While much attention is paid to those aspects of GOOD taking place during the conversation, the final component is perhaps the most crucial: Documentation. Effective documentation is necessary to ensure goal-concordant care, but many clinicians record only the final outcomes of their goals-of-care conversations. This absence then frustrates future providers who encounter the medical records and find brief statements such as “DNR,” unqualified by nuance, situational dependency, or any notion of who, if anyone, might have more information on the patient's desires. To use DNR orders as an example, some patients select “DNR” because they believe the only other option to be mechanical ventilation and severe neurological impairment (Breu, Reference Breu2018).
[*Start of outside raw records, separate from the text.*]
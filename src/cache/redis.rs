//! Direct-protocol cache backend.
//!
//! Speaks the key-value wire protocol over a managed connection. Every
//! operation is bounded by a short timeout so a degraded backend cannot
//! stall request latency.

use color_eyre::{eyre::eyre, Result};
use redis::aio::ConnectionManager;
use redis::AsyncCommands;
use std::time::Duration;
use tokio::time::timeout;

const OP_TIMEOUT: Duration = Duration::from_secs(3);
const SCAN_BATCH: usize = 100;

pub struct RedisCache {
  conn: ConnectionManager,
}

impl RedisCache {
  /// Connect to a `redis://` or `rediss://` URL (auth in the URL).
  pub async fn connect(url: &str) -> Result<Self> {
    let client = redis::Client::open(url).map_err(|e| eyre!("Invalid cache URL {}: {}", url, e))?;
    let conn = timeout(OP_TIMEOUT, ConnectionManager::new(client))
      .await
      .map_err(|_| eyre!("Connect to {} timed out", url))?
      .map_err(|e| eyre!("Connect to {} failed: {}", url, e))?;
    Ok(Self { conn })
  }

  pub async fn get(&self, key: &str) -> Result<Option<String>> {
    let mut conn = self.conn.clone();
    timeout(OP_TIMEOUT, conn.get::<_, Option<String>>(key))
      .await
      .map_err(|_| eyre!("GET timed out"))?
      .map_err(|e| eyre!("GET failed: {}", e))
  }

  pub async fn put(&self, key: &str, value: &str, ttl_seconds: u64) -> Result<()> {
    let mut conn = self.conn.clone();
    timeout(OP_TIMEOUT, conn.set_ex::<_, _, ()>(key, value, ttl_seconds))
      .await
      .map_err(|_| eyre!("SETEX timed out"))?
      .map_err(|e| eyre!("SETEX failed: {}", e))
  }

  /// Delete all keys under `prefix` with an iterating scan, never a blocking
  /// full-keyspace listing. Returns the number of keys removed.
  pub async fn clear(&self, prefix: &str) -> Result<usize> {
    let mut conn = self.conn.clone();
    let pattern = format!("{}*", prefix);
    let mut cursor: u64 = 0;
    let mut deleted = 0usize;

    loop {
      let (next, keys): (u64, Vec<String>) = timeout(
        OP_TIMEOUT,
        redis::cmd("SCAN")
          .arg(cursor)
          .arg("MATCH")
          .arg(&pattern)
          .arg("COUNT")
          .arg(SCAN_BATCH)
          .query_async(&mut conn),
      )
      .await
      .map_err(|_| eyre!("SCAN timed out"))?
      .map_err(|e| eyre!("SCAN failed: {}", e))?;

      if !keys.is_empty() {
        let removed: usize = timeout(OP_TIMEOUT, conn.del(&keys))
          .await
          .map_err(|_| eyre!("DEL timed out"))?
          .map_err(|e| eyre!("DEL failed: {}", e))?;
        deleted += removed;
      }

      cursor = next;
      if cursor == 0 {
        break;
      }
    }

    Ok(deleted)
  }
}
Others opt for resuscitation because they are not aware that such impairment is even possible. Providers must therefore understand the reasoning behind patient decisions before giving or withdrawing medical treatment — and this understanding arrives largely by thorough documentation. Clinicians may bolster their documentation practices by first referring to the “Documentation” section of the VHA LSTDI (Foglia et al., Reference Foglia, Lowery and Sharpe2019). To engage patients in the process, they should also encourage patient completion of their state Portable Orders for Life-Sustaining Treatment (POLST) forms. Patient-facing resources such as Prepare for Your Care, a website shown to increase advance care planning documentation by 25–35%, may also be recommended (Sudore et al., Reference Sudore, Boscardin and Feuz2017).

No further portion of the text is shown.